外部オブザーバビリティデータソース(コネクタ)の拡張に関する質問と回答です。

データソースプラットフォームはどんな構造ですか?

AWSops のデータソースは読み取り専用コネクタプラットフォームです。AWS リソースの照会(AgentCore MCP ツール)とは別の軸で、外部オブザーバビリティバックエンドを接続します。

構成要素:

  • コネクタ Lambda — 各データソース種類(kind)ごとの読み取り専用ツールを提供する MCP スタイルの Lambda。SSRF・認証・読み取り専用の強制はコネクタが所有します。
  • スキーマキャッシュ(Aurora) — イントロスペクションしたスキーマを Aurora テーブル(datasource_schemas)に永続保存。UI とチャットエージェントがこのキャッシュを読み、コンパクトなスキーマブロックを注入します(ライブイントロスペクションではありません)。
  • Explore ページweb/app/datasources/page.tsx。クエリ実行 + 自然言語→クエリ(NL→query)チャット注入を 1 画面で提供します。
  • クレデンシャル — Secrets Manager の単一シークレット(スラッグキーのマップ)に保存。コネクタ Lambda が map[INTEGRATION_SLUG] を読みます。

現在クエリ可能な種類:

種類クエリ言語用途
PrometheusPromQLメトリクスモニタリング
MimirPromQL長期メトリクス
LokiLogQLログ集約
TempoTraceQL分散トレーシング
ClickHouseSQL分析 DB
読み取り専用姿勢(ADR-041)

データソースはデータ read(+ ガバナンスされた外部 record/ticket/message write)のみを扱います。AWS リソースの変更・自律動作は恒久凍結(do-not-enable)です。web/app/api/datasources/query/route.ts のツールマップには読み取りツールのみが存在し(mutate ツールには到達不可)、テストがこの不変条件を検証します。

新しいデータソースタイプ(例: Elasticsearch、InfluxDB)を追加するには?

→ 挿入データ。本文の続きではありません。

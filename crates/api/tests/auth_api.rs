//! HTTP-level integration tests for signup, login, token refresh, and the
//! session endpoint.

mod common;

use axum::http::StatusCode;
use common::{body_json, build_test_app, get_auth, post_json};
use serde_json::json;
use sqlx::PgPool;

async fn signup(pool: &PgPool, username: &str) -> serde_json::Value {
    let response = post_json(
        build_test_app(pool.clone()),
        "/api/v1/auth/signup",
        json!({
            "username": username,
            "email": format!("{username}@example.com"),
            "password": "forge-and-weld-2024"
        }),
    )
    .await;
    assert_eq!(response.status(), StatusCode::CREATED);
    body_json(response).await
}

// ---------------------------------------------------------------------------
// Signup
// ---------------------------------------------------------------------------

#[sqlx::test(migrations = "../db/migrations")]
async fn test_signup_returns_tokens(pool: PgPool) {
    let json = signup(&pool, "mvermeer").await;
    assert!(json["access_token"].as_str().is_some());
    assert!(json["refresh_token"].as_str().is_some());
    assert_eq!(json["user"]["username"], "mvermeer");
    assert_eq!(json["user"]["role"], "user");
}

#[sqlx::test(migrations = "../db/migrations")]
async fn test_signup_rejects_weak_password(pool: PgPool) {
    let response = post_json(
        build_test_app(pool.clone()),
        "/api/v1/auth/signup",
        json!({
            "username": "shortpw",
            "email": "shortpw@example.com",
            "password": "short"
        }),
    )
    .await;
    assert_eq!(response.status(), StatusCode::BAD_REQUEST);
}

#[sqlx::test(migrations = "../db/migrations")]
async fn test_signup_rejects_duplicate_username(pool: PgPool) {
    signup(&pool, "dupuser").await;
    let response = post_json(
        build_test_app(pool.clone()),
        "/api/v1/auth/signup",
        json!({
            "username": "dupuser",
            "email": "other@example.com",
            "password": "forge-and-weld-2024"
        }),
    )
    .await;
    assert_eq!(response.status(), StatusCode::CONFLICT);
}

// ---------------------------------------------------------------------------
// Login and the lazy profile
// ---------------------------------------------------------------------------

#[sqlx::test(migrations = "../db/migrations")]
async fn test_profile_is_created_on_first_login(pool: PgPool) {
    let signup_body = signup(&pool, "jdevries").await;
    let token = signup_body["access_token"].as_str().unwrap();

    // Straight after signup there is no profile row yet.
    let response = get_auth(build_test_app(pool.clone()), "/api/v1/auth/me", token).await;
    assert_eq!(response.status(), StatusCode::OK);
    let me = body_json(response).await;
    assert_eq!(me["profile"], serde_json::Value::Null);

    // First login creates it.
    let response = post_json(
        build_test_app(pool.clone()),
        "/api/v1/auth/login",
        json!({ "username": "jdevries", "password": "forge-and-weld-2024" }),
    )
    .await;
    assert_eq!(response.status(), StatusCode::OK);
    let login = body_json(response).await;
    let token = login["access_token"].as_str().unwrap();

    let response = get_auth(build_test_app(pool.clone()), "/api/v1/auth/me", token).await;
    let me = body_json(response).await;
    assert_eq!(me["profile"]["username"], "jdevries");
}

#[sqlx::test(migrations = "../db/migrations")]
async fn test_login_with_wrong_password_fails(pool: PgPool) {
    signup(&pool, "wrongpw").await;
    let response = post_json(
        build_test_app(pool.clone()),
        "/api/v1/auth/login",
        json!({ "username": "wrongpw", "password": "not-the-password" }),
    )
    .await;
    assert_eq!(response.status(), StatusCode::UNAUTHORIZED);
}

// ---------------------------------------------------------------------------
// Refresh rotation
// ---------------------------------------------------------------------------

#[sqlx::test(migrations = "../db/migrations")]
async fn test_refresh_rotates_the_token(pool: PgPool) {
    let signup_body = signup(&pool, "rotator").await;
    let refresh_token = signup_body["refresh_token"].as_str().unwrap().to_string();

    let response = post_json(
        build_test_app(pool.clone()),
        "/api/v1/auth/refresh",
        json!({ "refresh_token": refresh_token }),
    )
    .await;
    assert_eq!(response.status(), StatusCode::OK);
    let refreshed = body_json(response).await;
    assert_ne!(refreshed["refresh_token"].as_str().unwrap(), refresh_token);

    // The old token was revoked by the rotation.
    let response = post_json(
        build_test_app(pool.clone()),
        "/api/v1/auth/refresh",
        json!({ "refresh_token": refresh_token }),
    )
    .await;
    assert_eq!(response.status(), StatusCode::UNAUTHORIZED);
}

// ---------------------------------------------------------------------------
// Guarded routes
// ---------------------------------------------------------------------------

#[sqlx::test(migrations = "../db/migrations")]
async fn test_me_requires_a_token(pool: PgPool) {
    let response = common::get(build_test_app(pool.clone()), "/api/v1/auth/me").await;
    assert_eq!(response.status(), StatusCode::UNAUTHORIZED);
}

#[sqlx::test(migrations = "../db/migrations")]
async fn test_admin_routes_reject_regular_users(pool: PgPool) {
    let signup_body = signup(&pool, "visitor").await;
    let token = signup_body["access_token"].as_str().unwrap();

    let response = get_auth(
        build_test_app(pool.clone()),
        "/api/v1/admin/dashboard",
        token,
    )
    .await;
    assert_eq!(response.status(), StatusCode::FORBIDDEN);
}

新しい種類は、複数ファイルにまたがる一貫したマルチファイルパターンで追加します。AI コーディングツール(Kiro または Claude Code)に既存の種類をテンプレートとして読み込ませ、新しい種類を生成させるワークフローを推奨します。

修正対象ファイル

#ファイル追加するものテンプレート参照
1web/lib/integrations-category.tsDATASOURCE_KINDS 配列に種類の文字列を追加既存の 'prometheus' | 'mimir' | ...
2コネクタ Lambda(scripts/v2/workers/* MCP ソース)読み取り専用ツール(<kind>_query など)の実装 + ヘルスチェック。SSRF ガード必須(下記参照)既存の prometheus コネクタを模倣
3web/app/api/datasources/query/route.tsTOOL マップに { instant, range?, arg } エントリを追加(読み取りツールのみ)prometheus/clickhouse のエントリをコピー
4web/lib/integration-credentials.tsKNOWN_CONNECTOR_SLUGS にスラッグを追加(任意キー注入の遮断)既存のスラッグ配列
5web/lib/datasource-schema.tsスキーマイントロスペクション → Aurora datasource_schemas への upsert(upsertSchema)getSchema/upsertSchema パターン
6web/app/datasources/page.tsxタイプのアイコン/ラベル/プレースホルダー + 例示クエリのエントリを追加既存の Record エントリをコピー
7web/lib/datasource-render.ts応答を QueryResult(columnsrowsmetadata)に正規化normalizeResult パターン
8web/lib/i18n/translations/{en,ko}.json新しい UI 文字列の i18n キーを追加既存の datasources.* キー
中核パターン

すべてのクエリ関数/コネクタは、結果を QueryResult インターフェース(columnsrowsmetadata)に正規化して返す必要があります。これが Explore UI と AI 分析が共有する標準形式です。

コネクタ入力はどのように保護すべきですか? (再利用の要点)

AWSops は in-VPC(mgmt-vpc、169.254.169.254 メタデータ・内部 ALB に隣接)で動作するため、管理者が登録した egress エンドポイントが最大の SSRF リスクです。新しいコネクタ入力には必ず SSRF ガード + サイズバウンドを適用してください。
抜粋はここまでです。